= Karl Schwedler =

Karl Emil Heinrich Schwedler, also known as Charlie Schwedler (August 13, 1902 – June 20, 1970) was a singer and leader of the Nazi propaganda jazz band Charlie and His Orchestra during World War II. He was born in Duisburg, Germany.

==Life==
Little is known of Schwedler's early life, except that his father, Wilhelm, was a plumber, and that Karl lived in Cologne in the 1920s, moving to Düsseldorf in 1930. By November 1939, he was employed by the U.S. section of the Nazi Foreign Ministry's broadcasting department (Kultur-R).

Described by British-born Nazi collaborator Norman Baillie-Stewart as a "crooner" and a "playboy" who spoke excellent English, Schwedler was held in high regard for his propaganda work by Foreign Minister Joachim von Ribbentrop himself. Sometime in 1939, Karl Schwedler — now called "Charlie" —formed a Nazi swing band, Charlie and His Orchestra, which made a series of "cabaret" recordings: parodies of popular English-language songs with Nazi-favourable lyrics. Winston Churchill was alleged to be a fan, apparently finding the new lyrics hilarious. Charlie and His Orchestra recorded thirty-seven tunes that were monitored by the BBC; later, discs of the songs were found by music historian Horst Bergmeier, who authored (with Rainier Lotz) Hitler's Airwaves, a reference to Nazi swing music.

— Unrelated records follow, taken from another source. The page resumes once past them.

//! Keyboard handling: mode toggle and quit.

use tumble_engine::core::{App, AppControl};
use tumble_engine::mode::{ModeController, RenderMode};
use tumble_engine::render::TickOutcome;
use winit::event::{ElementState, WindowEvent};
use winit::keyboard::{KeyCode, PhysicalKey};

#[derive(Debug, Copy, Clone, Eq, PartialEq)]
pub enum KeyAction {
    ToggleMode,
    Quit,
}

/// Maps a key transition to an action. Only fresh presses count; auto-repeat
/// would otherwise flicker the mode while the key is held.
pub fn key_action(key: PhysicalKey, state: ElementState, repeat: bool) -> Option<KeyAction> {
    if state != ElementState::Pressed || repeat {
        return None;
    }
    match key {
        PhysicalKey::Code(KeyCode::Space | KeyCode::Digit2 | KeyCode::Numpad2) => {
            Some(KeyAction::ToggleMode)
        }
        PhysicalKey::Code(KeyCode::Escape) => Some(KeyAction::Quit),
        _ => None,
    }
}

/// Status line logged whenever the mode flips.
pub fn mode_banner(mode: RenderMode) -> &'static str {
    match mode {
        RenderMode::Static2D => "2D On",
        RenderMode::Animated3D => "2D Off",
    }
}

#[derive(Debug, Default)]
pub struct ViewerApp {
    presented: u64,
}

impl App for ViewerApp {
    fn on_window_event(&mut self, event: &WindowEvent, modes: &ModeController) -> AppControl {
        let WindowEvent::KeyboardInput { event, .. } = event else {
            return AppControl::Continue;
        };

        match key_action(event.physical_key, event.state, event.repeat) {
            Some(KeyAction::ToggleMode) => {
                let mode = modes.toggle();
                log::info!("{}", mode_banner(mode));
                AppControl::Continue
            }
            Some(KeyAction::Quit) => AppControl::Exit,
            None => AppControl::Continue,
        }
    }

    fn on_frame(&mut self, outcome: &TickOutcome) -> AppControl {
        if let TickOutcome::Presented { .. } = outcome {
            self.presented += 1;
            if self.presented == 1 {
                log::debug!("first frame presented: {outcome:?}");
            }
        }
        AppControl::Continue
    }
}

#[cfg(test)]
mod tests {
    use super::*;
    use winit::keyboard::NativeKeyCode;

    fn press(code: KeyCode) -> Option<KeyAction> {
        key_action(PhysicalKey::Code(code), ElementState::Pressed, false)
    }

    // ── key mapping ───────────────────────────────────────────────────────

    #[test]
    fn toggle_keys() {
        assert_eq!(press(KeyCode::Space), Some(KeyAction::ToggleMode));
        assert_eq!(press(KeyCode::Digit2), Some(KeyAction::ToggleMode));
        assert_eq!(press(KeyCode::Numpad2), Some(KeyAction::ToggleMode));
    }

    #[test]
    fn escape_quits() {
        assert_eq!(press(KeyCode::Escape), Some(KeyAction::Quit));
    }

    #[test]
    fn releases_and_repeats_ignored() {
        let space = PhysicalKey::Code(KeyCode::Space);
        assert_eq!(key_action(space, ElementState::Released, false), None);
        assert_eq!(key_action(space, ElementState::Pressed, true), None);
    }

    #[test]
    fn other_keys_ignored() {
        assert_eq!(press(KeyCode::KeyA), None);
        let unknown = PhysicalKey::Unidentified(NativeKeyCode::Unidentified);
        assert_eq!(key_action(unknown, ElementState::Pressed, false), None);
    }

    // ── app ───────────────────────────────────────────────────────────────

    #[test]
    fn banner_follows_mode() {
        assert_eq!(mode_banner(RenderMode::Static2D), "2D On");
        assert_eq!(mode_banner(RenderMode::Animated3D), "2D Off");
    }

    #[test]
    fn frames_never_stop_the_app() {
        let mut app = ViewerApp::default();
        assert_eq!(app.on_frame(&TickOutcome::Skipped), AppControl::Continue);
        assert_eq!(app.presented, 0);
    }
}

According to music critic Will Friedwald, "The surviving recordings of Charlie and His Orchestra (many of which are included in a four-CD boxed set titled "Swing Tanzen Verboten!: Swing Music and Nazi Propaganda," released by the British Proper label in 2003) are equal parts pathetic and disturbing..."

According to Bergmeier, Schwedler remained in Berlin after most of the rest of his orchestra (including Lutz Templin, who remained a respected musician after the war) were evacuated to Stuttgart in 1943. Saxophone player Teddy Kleindin recalled Schwedler working as a croupier in Berlin after the Nazi defeat in 1945. After briefly settling in Bavaria and Düsseldorf, Schwedler (along with wife and two children, Bernd and Scarlet) emigrated to the United States in August 1960, after which he passed into obscurity. According to an article in Der Spiegel, Schwedler became a successful businessman and retired to Tegernsee, Bavaria, where he died in 1973.

==Other sources==
- Morley, Nathan. Radio Hitler: Nazi Airwaves in the Second World War. Amberley, 2021. ISBN 1398104469
- Hitler's Airwaves, Horst J. P. Bergmeier and Rainier E. Lotz (Yale University Press, 1997)
- Kater, Michael H. Different Drummers: Jazz in the Culture of Nazi Germany. New York: Oxford University Press, 1992.